My school-going sister needed to collect her textbooks for her upcoming academic year.She would be entering the eighth grade. A grade which I would never forget because it was a grade that left me with a massive number of memories. Memories of fun, and purely fun. I had fun playing, dancing, studying, participating in events; I had fun during exams and picnics....
So my sister needed entertaining company (obviously me, duh!) amidst the boredom of new textbooks, new syllabus sheets, new unnecessary fears of new frowned faces of teachers.
My sister's face glowed. The glow was due to the sweat; she had been playing with her friends over/below desks until a frown faced teacher entered the class.

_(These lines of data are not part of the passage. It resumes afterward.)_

use anyhow::Result;
use std::collections::{HashMap, HashSet};
use std::path::Path;
use tree_sitter::Node as TSNode;

use super::common::{
    children_by_field, extract_text, find_child_by_kind, has_child_token, line_of, named_children,
    syntax_error_lines, unquote, TreeSitterParser,
};
use crate::core::filter::is_std_pkg_path;
use crate::ir::syntax::{
    Body, CallExpr, Expr, FileUnit, GlobalVar, ImportSpec, LoweredFunction, Param, Receiver,
    Signature, Stmt, TypeClause, TypeDecl, UnaryOp,
};
use crate::ir::types::{Field, InterfaceMethod, TypeKind, TypeRef, BASIC_TYPES};

const TYPE_KINDS: &[&str] = &[
    "type_identifier",
    "qualified_type",
    "pointer_type",
    "slice_type",
    "array_type",
    "implicit_length_array_type",
    "map_type",
    "channel_type",
    "function_type",
    "interface_type",
    "struct_type",
    "generic_type",
    "parenthesized_type",
];

const EXPRESSION_KINDS: &[&str] = &[
    "call_expression",
    "selector_expression",
    "func_literal",
    "composite_literal",
    "unary_expression",
    "binary_expression",
    "index_expression",
    "slice_expression",
    "type_assertion_expression",
    "type_conversion_expression",
    "parenthesized_expression",
];

/// Package-level facts the lowering needs from outside the file.
pub struct FileContext<'a> {
    /// Import path of the package the file belongs to.
    pub package_path: &'a str,
    /// Declared package names of every loaded package, by import path.
    pub package_names: &'a HashMap<String, String>,
}

/// Name a package is referred to by when imported without an alias.
pub fn default_import_name(path: &str) -> String {
    let is_major = |s: &str| {
        s.len() > 1 && s.starts_with('v') && s[1..].chars().all(|c| c.is_ascii_digit())
    };
    let mut segments = path.rsplit('/');
    let last = segments.next().unwrap_or(path);
    let base = if is_major(last) {
        segments.next().unwrap_or(last)
    } else {
        last
    };
    let base = match base.rsplit_once(".v") {
        Some((head, version)) if !version.is_empty() && version.chars().all(|c| c.is_ascii_digit()) => {
            head
        }
        _ => base,
    };
    base.trim_start_matches("go-").replace(['-', '.'], "_")
}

'You need to study at least 9 hours in a day from now, or you will fail in 10th class' blurted Frowny, let's just address her as that. I noticed sparks of nervousness appearing on my sister's glowing face.
Thinking back of when I was in the eighth, we weren't told we had to study to avoid failure. We were told we could study if we wanted to learn and explore life.
ME (in my sarcastic mind): yea, really... maybe they should even give up on bathing... it wastes time!
FROWNY (to all of us): Parents, even if your lazy children bathe on alternate days, it is fine; but they have to study daily.
Thinking back of when I was in the eighth, we weren't told we were lazy. We were told we were highly responsible and capable of achieving immense feat in whatever we pursued.
No wonder I felt claustrophobic in that classroom. Some not-so-pleasing odours seemed to sway. Oh, and in my time, we had pleasing fragrances in classrooms.
'One smile doesn't cost, Frowny. If nothing else, it will only make you look good' my mind spoke to itself.
Thinking back of when I was in the eighth, we had teachers filled with energy, optimism, humour and their smiles helped us not to fall asleep when we read about one of the many battles in Panipat.
'You kids are full time on your phone or laptops. You should read relevant things. Okay, Chetan, tell me who is India's P.M?' asked Frowny in a dominating tone.
Chetan, a chubby soon-to-be eight grader, and a victim of Frowny had a look which clearly said 'and you really think I don't know the answer to that?'
Chetan replied with great confidence 'Miss, why do teachers always ask us such questions. We are always underrated. Why isn't an adult ever asked such a question?'
Frowny was quite pissed. Her ego had been hurt. How could any student (whom she thought doesn't know who India's PM is) ask her anything like that...
'I know that all adults in this room will know that answer, Chetan.' she said as she banged a stack of textbooks on the table.
'Come you pests, and take your textbooks.' Frowny had to go to some other class to hopefully feed her ego there.
We all began to disperse. I looked at Chetan. He and my sister were discussing about a new invention; another classmate joined in and announced the new chess move he had learned from his uncle.The others pestered him to share it with them. Naomi, my sister's best friend, dragged her to one corner to show her the candle she had made for her grandma.
I saw bright minds. Each of them was bustling with ambition. Each of them wanted to learn. Each of them had a dream for India.
It was unfortunate to see people like Frowny acting as a mentor to these bright minds, constantly demotivating them and telling them they weren't bright. But deep within I knew, these bright minds wouldn't be overhauled by Frownys in their journey. They knew well whom and what they had to look upto.
While walking out, I decided to stalk and test Frowny's concept of 'all adults knowing who India's PM is'. I went upto a parent who was busy gossiping with a few other aunties about a soap.
'You look so much like our PM's wife!' I exclaimed with joy.
She instantly replied 'Aree.. but I thought Abdul Kalam was not married.' This lady had clearly been a sincere student of some Frowny.
I didn't know who was at fault for demotivating bright minds and trying their best to turn them into horse-blinkered empty vessels.Was it the Frownys of our society who tried their best to demotivate bright minds? Or was it the not-so-charismatic PM of ours? Or was it just the fault of bright minds because they were bright?
I joined my sister and her friends, and learned about the new invention they were talking about - a robotic mechanism that could heal a particular disease.
They very well knew whom and what they had to look upto.
Let the Frownys keep coming. These minds aren't giving up their brightness.